Critical pitfall to avoid: Fungal infections disrupt skin integrity and provide an entry point for bacterial superinfection, which can rapidly progress to diabetic foot infection and ulceration in this population 2, 4.
Risk Stratification Using IWGDF System
Classify the patient's ulceration risk to determine follow-up frequency 1:
- IWGDF Risk 0 (no neuropathy or PAD): Annual screening
- IWGDF Risk 1 (neuropathy or PAD present): Screening every 6-12 months
- IWGDF Risk 2 (neuropathy + deformity/PAD/callus): Screening every 3-6 months
- IWGDF Risk 3 (history of ulcer or amputation): Screening every 1-3 months
Treatment Algorithm
If Fungal Infection Confirmed
For interdigital tinea pedis:
- Apply topical antifungal (terbinafine, imidazole, or allylamine) twice daily for 1 week 5, 2
- For plantar/moccasin-type involvement: Apply twice daily for 2 weeks 5
Consider oral antifungal therapy if: 2
- Extensive infection (vesicobullous or moccasin-type)

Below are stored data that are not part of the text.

impl NegotiationService {
    pub fn new(instance: Arc<sled::Db>) -> Self {
        Self::with_policy(instance, NegotiationPolicy::default())
    }

    pub fn with_policy(instance: Arc<sled::Db>, policy: NegotiationPolicy) -> Self {
        Self {
            instance,
            policy,
            property_locks: Mutex::new(HashMap::new()),
        }
    }

    /// Register a property listing for a seller.
    pub fn list_property(&self, seller_id: &str, price: u64) -> anyhow::Result<PropertyRecord> {
        let property_id = utils::new_uuid_to_bech32(utils::PROPERTY_PREFIX)?;
        let record = PropertyRecord::new(property_id, seller_id.to_string(), price);

        self.instance
            .insert(record.property_id.as_bytes(), minicbor::to_vec(&record)?)?;

        tracing::info!(
            "listed property {} for seller {}",
            record.property_id,
            record.seller_id
        );

        Ok(record)
    }

    pub fn get_property(&self, property_id: &str) -> anyhow::Result<PropertyRecord> {
        self.load_property(property_id)
    }

    pub fn get_negotiation(&self, negotiation_id: &str) -> anyhow::Result<NegotiationRecord> {
        self.load_negotiation(negotiation_id)
    }

    /// Submit a new offer on a property, or a counter-offer into an
    /// existing negotiation when `negotiation_id` is given.
    pub fn submit_offer(
        &self,
        actor_id: &str,
        property_id: &str,
        offer_amount: u64,
        negotiation_id: Option<&str>,
        terms: Option<BuyerTerms>,
    ) -> anyhow::Result<OfferOutcome> {
        let lock = self.property_lock(property_id);
        let _guard = lock.lock().expect("property lock poisoned");

        let property = self.load_property(property_id)?;

        let negotiation = match negotiation_id {
            Some(id) => {
                let mut negotiation = self.load_negotiation(id)?;
                if negotiation.property_id != property_id {
                    return Err(NegotiationError::PropertyMismatch {
                        negotiation_id: id.to_string(),
                        property_id: property_id.to_string(),
                    }
                    .into());
                }

                negotiation.counter_offer(
                    &property.seller_id,
                    actor_id,
                    offer_amount,
                    TimeStamp::new(),
                )?;
                self.save_negotiation(&negotiation)?;

                tracing::info!(
                    "counter-offer of {} by {} on negotiation {}",
                    offer_amount,
                    actor_id,
                    negotiation.negotiation_id
                );

                negotiation
            }
            None => {
                if actor_id == property.seller_id {
                    return Err(NegotiationError::OwnProperty.into());
                }
                if self
                    .find_active_negotiation(property_id, actor_id)?
                    .is_some()
                {
                    return Err(NegotiationError::ActiveNegotiationExists.into());
                }

                let negotiation_id = utils::new_uuid_to_bech32(utils::NEGOTIATION_PREFIX)?;
                let negotiation = NegotiationRecord::open(
                    negotiation_id,
                    property_id.to_string(),
                    actor_id.to_string(),
                    offer_amount,
                    terms,
                );
                self.save_negotiation(&negotiation)?;

                tracing::info!(
                    "opened negotiation {} on property {} with offer {}",
                    negotiation.negotiation_id,
                    property_id,
                    offer_amount
                );

                negotiation
            }
        };

        Self::offer_outcome(&negotiation, &property)
    }

    /// Accept, reject, or cancel the offer currently on the table.
    pub fn update_offer_status(
        &self,
        actor_id: &str,
        negotiation_id: &str,
        action: OfferAction,
    ) -> anyhow::Result<StatusOutcome> {
        // First read only locates the property; the authoritative re-read
        // happens under the property lock.
        let property_id = self.load_negotiation(negotiation_id)?.property_id;
        let lock = self.property_lock(&property_id);
        let _guard = lock.lock().expect("property lock poisoned");

        let mut negotiation = self.load_negotiation(negotiation_id)?;
        let mut property = self.load_property(&negotiation.property_id)?;
        let now = TimeStamp::new();
        let mut batch = Batch::default();

        match action {
            OfferAction::Accept => {
                negotiation.accept(&property.seller_id, actor_id, now.clone())?;
                property.status = PropertyStatus::UnderOffer;

                // At most one accepted negotiation per property: every other
                // active negotiation is force-rejected by the seller.
                for mut sibling in self.negotiations_for_property(&property.property_id)? {
                    if sibling.negotiation_id != negotiation.negotiation_id
                        && sibling.status == NegotiationStatus::Active
                    {
                        sibling.supersede(&property.seller_id, now.clone());
                        batch.insert(
                            sibling.negotiation_id.as_bytes(),
                            minicbor::to_vec(&sibling)?,
                        );
                        tracing::info!(
                            "negotiation {} superseded by acceptance of {}",
                            sibling.negotiation_id,
                            negotiation.negotiation_id
                        );
                    }
                }

                batch.insert(property.property_id.as_bytes(), minicbor::to_vec(&property)?);
                tracing::info!(
                    "negotiation {} accepted by {}, property {} under offer",
                    negotiation.negotiation_id,
                    actor_id,
                    property.property_id
                );
            }
            OfferAction::Reject => {
                if negotiation.status == NegotiationStatus::Accepted {
                    negotiation.reject_accepted(
                        &property.seller_id,
                        actor_id,
                        self.policy.cooling_off,
                        now.clone(),
                    )?;
                    if property.status == PropertyStatus::UnderOffer
                        && !self.has_accepted_sibling(
                            &property.property_id,
                            &negotiation.negotiation_id,
                        )?
                    {
                        property.status = PropertyStatus::ForSale;
                        batch.insert(
                            property.property_id.as_bytes(),
                            minicbor::to_vec(&property)?,
                        );
                    }
                    tracing::info!(
                        "accepted negotiation {} reversed by {} within cooling-off window",
                        negotiation.negotiation_id,
                        actor_id
                    );
                } else {
                    negotiation.reject(&property.seller_id, actor_id, now.clone())?;
                    tracing::info!(
                        "negotiation {} rejected by {}",
                        negotiation.negotiation_id,
                        actor_id
                    );
                }
            }
            OfferAction::Cancel => {
                let outcome = negotiation.cancel(&property.seller_id, actor_id, now.clone())?;
                match outcome {
                    CancelOutcome::Cancelled => {
                        if property.status == PropertyStatus::UnderOffer
                            && !self.has_accepted_sibling(
                                &property.property_id,
                                &negotiation.negotiation_id,
                            )?
                        {
                            property.status = PropertyStatus::ForSale;
                            batch.insert(
                                property.property_id.as_bytes(),
                                minicbor::to_vec(&property)?,
                            );
                        }
                        tracing::info!(
                            "negotiation {} cancelled by {}",
                            negotiation.negotiation_id,
                            actor_id
                        );
                    }
                    CancelOutcome::RolledBack { ref to } => {
                        tracing::info!(
                            "counter-offer on negotiation {} cancelled by {}, reverted to offer by {}",
                            negotiation.negotiation_id,
                            actor_id,
                            to
                        );
                    }
                }
            }
        }

        batch.insert(
            negotiation.negotiation_id.as_bytes(),
            minicbor::to_vec(&negotiation)?,
        );
        self.instance.apply_batch(batch)?;

        let current_offer = negotiation
            .current_offer()
            .ok_or(NegotiationError::EmptyLog)?
            .offer_amount;

        Ok(StatusOutcome {
            negotiation_id: negotiation.negotiation_id.clone(),
            property_id: property.property_id.clone(),
            buyer_id: negotiation.buyer_id.clone(),
            seller_id: property.seller_id.clone(),
            status: negotiation.status,
            property_status: property.status,
            current_offer,
            last_offer_by: negotiation.last_offer_by.clone(),
            action_by: actor_id.to_string(),
            updated_at: negotiation.updated_at.clone(),
        })
    }

    /// Everything a user sees on their dashboard: the properties they have
    /// listed and every negotiation they are a party to, with full offer
    /// histories.
    pub fn dashboard(&self, user_id: &str) -> anyhow::Result<Dashboard> {
        let mut dashboard = Dashboard {
            user_id: user_id.to_string(),
            ..Dashboard::default()
        };

        let mut sellers: HashMap<String, String> = HashMap::new();
        for entry in self.instance.scan_prefix(utils::PROPERTY_PREFIX.as_bytes()) {
            let (_, bytes) = entry?;
            let property: PropertyRecord = minicbor::decode(bytes.as_ref())?;
            sellers.insert(property.property_id.clone(), property.seller_id.clone());
            if property.seller_id == user_id {
                dashboard.listed_properties.push(property);
            }
        }

        for entry in self
            .instance
            .scan_prefix(utils::NEGOTIATION_PREFIX.as_bytes())
        {
            let (_, bytes) = entry?;
            let negotiation: NegotiationRecord = minicbor::decode(bytes.as_ref())?;
            let Some(seller_id) = sellers.get(&negotiation.property_id) else {
                tracing::warn!(
                    "negotiation {} references missing property {}",
                    negotiation.negotiation_id,
                    negotiation.property_id
                );
                continue;
            };

            let is_buyer = negotiation.buyer_id == user_id;
            let is_seller = seller_id == user_id;
            if !is_buyer && !is_seller {
                continue;
            }

            let entry = DashboardEntry {
                negotiation_id: negotiation.negotiation_id.clone(),
                property_id: negotiation.property_id.clone(),
                buyer_id: negotiation.buyer_id.clone(),
                seller_id: seller_id.clone(),
                status: negotiation.status,
                current_offer: negotiation
                    .current_offer()
                    .ok_or(NegotiationError::EmptyLog)?
                    .offer_amount,
                awaiting_response_from: negotiation.awaiting_response_from(seller_id),
                transactions: negotiation.transactions.clone(),
            };

            if is_buyer {
                dashboard.negotiations_as_buyer.push(entry);
            } else {
                dashboard.negotiations_as_seller.push(entry);
            }
        }

        Ok(dashboard)
    }

    /// All negotiations ever opened on a property.
    pub fn negotiations_for_property(
        &self,
        property_id: &str,
    ) -> anyhow::Result<Vec<NegotiationRecord>> {
        let mut out = Vec::new();
        for entry in self
            .instance
            .scan_prefix(utils::NEGOTIATION_PREFIX.as_bytes())
        {
            let (_, bytes) = entry?;
            let record: NegotiationRecord = minicbor::decode(bytes.as_ref())?;
            if record.property_id == property_id {
                out.push(record);
            }
        }
        Ok(out)
    }

    fn find_active_negotiation(
        &self,
        property_id: &str,
        buyer_id: &str,
    ) -> anyhow::Result<Option<NegotiationRecord>> {
        Ok(self
            .negotiations_for_property(property_id)?
            .into_iter()
            .find(|n| n.buyer_id == buyer_id && n.status == NegotiationStatus::Active))
    }

    fn has_accepted_sibling(
        &self,
        property_id: &str,
        negotiation_id: &str,
    ) -> anyhow::Result<bool> {
        Ok(self
            .negotiations_for_property(property_id)?
            .iter()
            .any(|n| {
                n.negotiation_id != negotiation_id && n.status == NegotiationStatus::Accepted
            }))
    }

    fn load_property(&self, property_id: &str) -> anyhow::Result<PropertyRecord> {
        let bytes = self
            .instance
            .get(property_id.as_bytes())?
            .ok_or_else(|| NegotiationError::PropertyNotFound(property_id.to_string()))?;
        Ok(minicbor::decode(bytes.as_ref())?)
    }

    fn load_negotiation(&self, negotiation_id: &str) -> anyhow::Result<NegotiationRecord> {
        let bytes = self
            .instance
            .get(negotiation_id.as_bytes())?
            .ok_or_else(|| NegotiationError::NegotiationNotFound(negotiation_id.to_string()))?;
        Ok(minicbor::decode(bytes.as_ref())?)
    }

    fn save_negotiation(&self, negotiation: &NegotiationRecord) -> anyhow::Result<()> {
        self.instance.insert(
            negotiation.negotiation_id.as_bytes(),
            minicbor::to_vec(negotiation)?,
        )?;
        Ok(())
    }

    /// One lock per property id. The lock scopes the negotiation, its log,
    /// its siblings, and the property status together, which is what the
    /// at-most-one-accepted invariant needs.
    fn property_lock(&self, property_id: &str) -> Arc<Mutex<()>> {
        let mut locks = self
            .property_locks
            .lock()
            .expect("property lock registry poisoned");
        locks.entry(property_id.to_string()).or_default().clone()
    }

    fn offer_outcome(
        negotiation: &NegotiationRecord,
        property: &PropertyRecord,
    ) -> anyhow::Result<OfferOutcome> {
        let current_offer = negotiation
            .current_offer()
            .ok_or(NegotiationError::EmptyLog)?
            .offer_amount;

        Ok(OfferOutcome {
            negotiation_id: negotiation.negotiation_id.clone(),
            property_id: property.property_id.clone(),
            buyer_id: negotiation.buyer_id.clone(),
            seller_id: property.seller_id.clone(),
            current_offer,
            status: negotiation.status,
            last_offer_by: negotiation.last_offer_by.clone(),
            awaiting_response_from: negotiation.awaiting_response_from(&property.seller_id),
        })
    }
}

- Chronic or resistant infection
- Immunosuppression or poor glycemic control (HbA1c >7%)
- Concurrent onychomycosis requiring systemic treatment
The correlation between poor glycemic control (higher HbA1c) and fungal infection prevalence is significant, so optimize diabetes management concurrently 3.

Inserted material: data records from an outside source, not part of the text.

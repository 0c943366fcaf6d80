//! Centralized logging configuration for the emulator.
//!
//! Structured, category-scoped logging used in place of ad hoc `eprintln!`
//! calls scattered through the engine.
//!
//! - **LogConfig**: thread-safe global configuration using atomic operations
//! - **LogLevel**: hierarchical log levels (Off < Error < Warn < Info < Debug < Trace)
//! - **LogCategory**: engine subsystems that log independently of each other
//!
//! # Usage
//!
//! ```rust
//! use emu_core::logging::{LogConfig, LogLevel, LogCategory};
//!
//! LogConfig::global().set_level(LogCategory::Cpu, LogLevel::Debug);
//!
//! if LogConfig::global().should_log(LogCategory::Cpu, LogLevel::Info) {
//!     eprintln!("cpu: something happened");
//! }
//! ```

use std::sync::atomic::{AtomicU8, Ordering};

/// Log level for controlling verbosity.
#[derive(Debug, Clone, Copy, PartialEq, Eq, PartialOrd, Ord)]
#[repr(u8)]
pub enum LogLevel {
    Off = 0,
    Error = 1,
    Warn = 2,
    Info = 3,
    Debug = 4,
    Trace = 5,
}

impl LogLevel {
    /// Parse a log level from a string (case-insensitive), accepting
    /// either names ("debug") or numeric levels ("4").
    pub fn from_str(s: &str) -> Option<Self> {
        match s.to_lowercase().as_str() {
            "off" | "0" => Some(LogLevel::Off),
            "error" | "err" | "1" => Some(LogLevel::Error),
            "warn" | "warning" | "2" => Some(LogLevel::Warn),
            "info" | "3" => Some(LogLevel::Info),
            "debug" | "4" => Some(LogLevel::Debug),
            "trace" | "5" => Some(LogLevel::Trace),
            _ => None,
        }
    }

    fn to_u8(self) -> u8 {
        self as u8
    }

    fn from_u8(val: u8) -> Self {
        match val {
            0 => LogLevel::Off,
            1 => LogLevel::Error,
            2 => LogLevel::Warn,
            3 => LogLevel::Info,
            4 => LogLevel::Debug,
            5 => LogLevel::Trace,
            _ => LogLevel::Off,
        }
    }
}

/// Engine subsystem a log line belongs to.
#[derive(Debug, Clone, Copy, PartialEq, Eq)]
pub enum LogCategory {
    /// 6507 CPU core (instruction execution, PC tracing, interrupt entry)
    Cpu,
    /// Memory bus / address decoder (mirrors, ghost byte, bad writes)
    Bus,
    /// TIA video (register writes, HMOVE, collisions)
    Tia,
    /// TIA audio channels
    Audio,
    /// RIOT timer and I/O ports
    Riot,
    /// Cartridge mappers (bankswitch hotspots, PlusROM, Supercharger tape)
    Cartridge,
    /// ARM7TDMI Thumb coprocessor interpreter
    Arm,
    /// Orchestrator (stop reasons, observer conditions)
    Orchestrator,
}

/// Global logging configuration.
pub struct LogConfig {
    global_level: AtomicU8,
    cpu_level: AtomicU8,
    bus_level: AtomicU8,
    tia_level: AtomicU8,
    audio_level: AtomicU8,
    riot_level: AtomicU8,
    cartridge_level: AtomicU8,
    arm_level: AtomicU8,
    orchestrator_level: AtomicU8,
}

impl LogConfig {
    const fn new() -> Self {
        Self {
            global_level: AtomicU8::new(LogLevel::Off as u8),
            cpu_level: AtomicU8::new(LogLevel::Off as u8),
            bus_level: AtomicU8::new(LogLevel::Off as u8),
            tia_level: AtomicU8::new(LogLevel::Off as u8),
            audio_level: AtomicU8::new(LogLevel::Off as u8),
            riot_level: AtomicU8::new(LogLevel::Off as u8),
            cartridge_level: AtomicU8::new(LogLevel::Off as u8),
            arm_level: AtomicU8::new(LogLevel::Off as u8),
            orchestrator_level: AtomicU8::new(LogLevel::Off as u8),
        }
    }

    /// Get the global singleton instance.
    pub fn global() -> &'static Self {
        static INSTANCE: LogConfig = LogConfig::new();
        &INSTANCE
    }

    pub fn set_global_level(&self, level: LogLevel) {
        self.global_level.store(level.to_u8(), Ordering::Relaxed);
    }

    pub fn get_global_level(&self) -> LogLevel {
        LogLevel::from_u8(self.global_level.load(Ordering::Relaxed))
    }

    fn atomic_for(&self, category: LogCategory) -> &AtomicU8 {
        match category {
            LogCategory::Cpu => &self.cpu_level,
            LogCategory::Bus => &self.bus_level,
            LogCategory::Tia => &self.tia_level,
            LogCategory::Audio => &self.audio_level,
            LogCategory::Riot => &self.riot_level,
            LogCategory::Cartridge => &self.cartridge_level,
            LogCategory::Arm => &self.arm_level,
            LogCategory::Orchestrator => &self.orchestrator_level,
        }
    }

    pub fn set_level(&self, category: LogCategory, level: LogLevel) {
        self.atomic_for(category).store(level.to_u8(), Ordering::Relaxed);
    }

    pub fn get_level(&self, category: LogCategory) -> LogLevel {
        LogLevel::from_u8(self.atomic_for(category).load(Ordering::Relaxed))
    }

    /// True if a message at `level` in `category` should be emitted: a
    /// category-specific level takes priority, falling back to the global
    /// level when the category has not been configured.
    pub fn should_log(&self, category: LogCategory, level: LogLevel) -> bool {
        let category_level = self.get_level(category);
        if category_level != LogLevel::Off {
            level <= category_level
        } else {
            level <= self.get_global_level()
        }
    }

    /// Reset all levels to Off.
    pub fn reset(&self) {
        self.set_global_level(LogLevel::Off);
        for category in [
            LogCategory::Cpu,
            LogCategory::Bus,
            LogCategory::Tia,
            LogCategory::Audio,
            LogCategory::Riot,
            LogCategory::Cartridge,
            LogCategory::Arm,
            LogCategory::Orchestrator,
        ] {
            self.set_level(category, LogLevel::Off);
        }
    }
}

/// Log a line if `category`/`level` is enabled in the global configuration.
#[macro_export]
macro_rules! log {
    ($category:expr, $level:expr, $($arg:tt)*) => {
        if $crate::logging::LogConfig::global().should_log($category, $level) {
            eprintln!($($arg)*);
        }
    };
}

#[cfg(test)]
mod tests {
    use super::*;

    #[test]
    fn log_level_parsing() {
        assert_eq!(LogLevel::from_str("off"), Some(LogLevel::Off));
        assert_eq!(LogLevel::from_str("DEBUG"), Some(LogLevel::Debug));
        assert_eq!(LogLevel::from_str("5"), Some(LogLevel::Trace));
        assert_eq!(LogLevel::from_str("nonsense"), None);
    }

    #[test]
    fn level_ordering() {
        assert!(LogLevel::Off < LogLevel::Error);
        assert!(LogLevel::Debug < LogLevel::Trace);
    }

    #[test]
    fn category_overrides_global() {
        let config = LogConfig::new();
        config.set_global_level(LogLevel::Error);
        config.set_level(LogCategory::Cpu, LogLevel::Debug);

        assert!(config.should_log(LogCategory::Cpu, LogLevel::Debug));
        assert!(!config.should_log(LogCategory::Bus, LogLevel::Warn));
        assert!(config.should_log(LogCategory::Bus, LogLevel::Error));
    }

    #[test]
    fn reset_clears_everything() {
        let config = LogConfig::new();
        config.set_global_level(LogLevel::Trace);
        config.set_level(LogCategory::Tia, LogLevel::Debug);
        config.reset();
        assert_eq!(config.get_global_level(), LogLevel::Off);
        assert_eq!(config.get_level(LogCategory::Tia), LogLevel::Off);
    }
}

Concurrent Preventive Measures
Provide structured education on: 1
Daily foot hygiene: Wash feet daily with water <37°C, dry carefully between toes, apply emollients to dry skin but NOT between toes 1
Daily self-inspection: Examine feet daily including between toes; if unable due to visual impairment, arrange caregiver assistance 1
Proper footwear: Never walk barefoot, in socks alone, or in thin-soled slippers indoors or outdoors 1
Immediate reporting: Contact healthcare provider if increased foot temperature, blisters, cuts, or ulcers develop 1
Follow-up Timing
Schedule re-evaluation based on neuropathy assessment findings 1:
- If neuropathy absent: Annual follow-up
- If neuropathy present: Every 6-12 months minimum
- If additional risk factors identified: More frequent monitoring per IWGDF stratification
Key consideration: The finding of impaired sudomotor activity (which correlates with fungal infection in type 2 diabetes) may indicate underlying autonomic neuropathy requiring closer monitoring 3.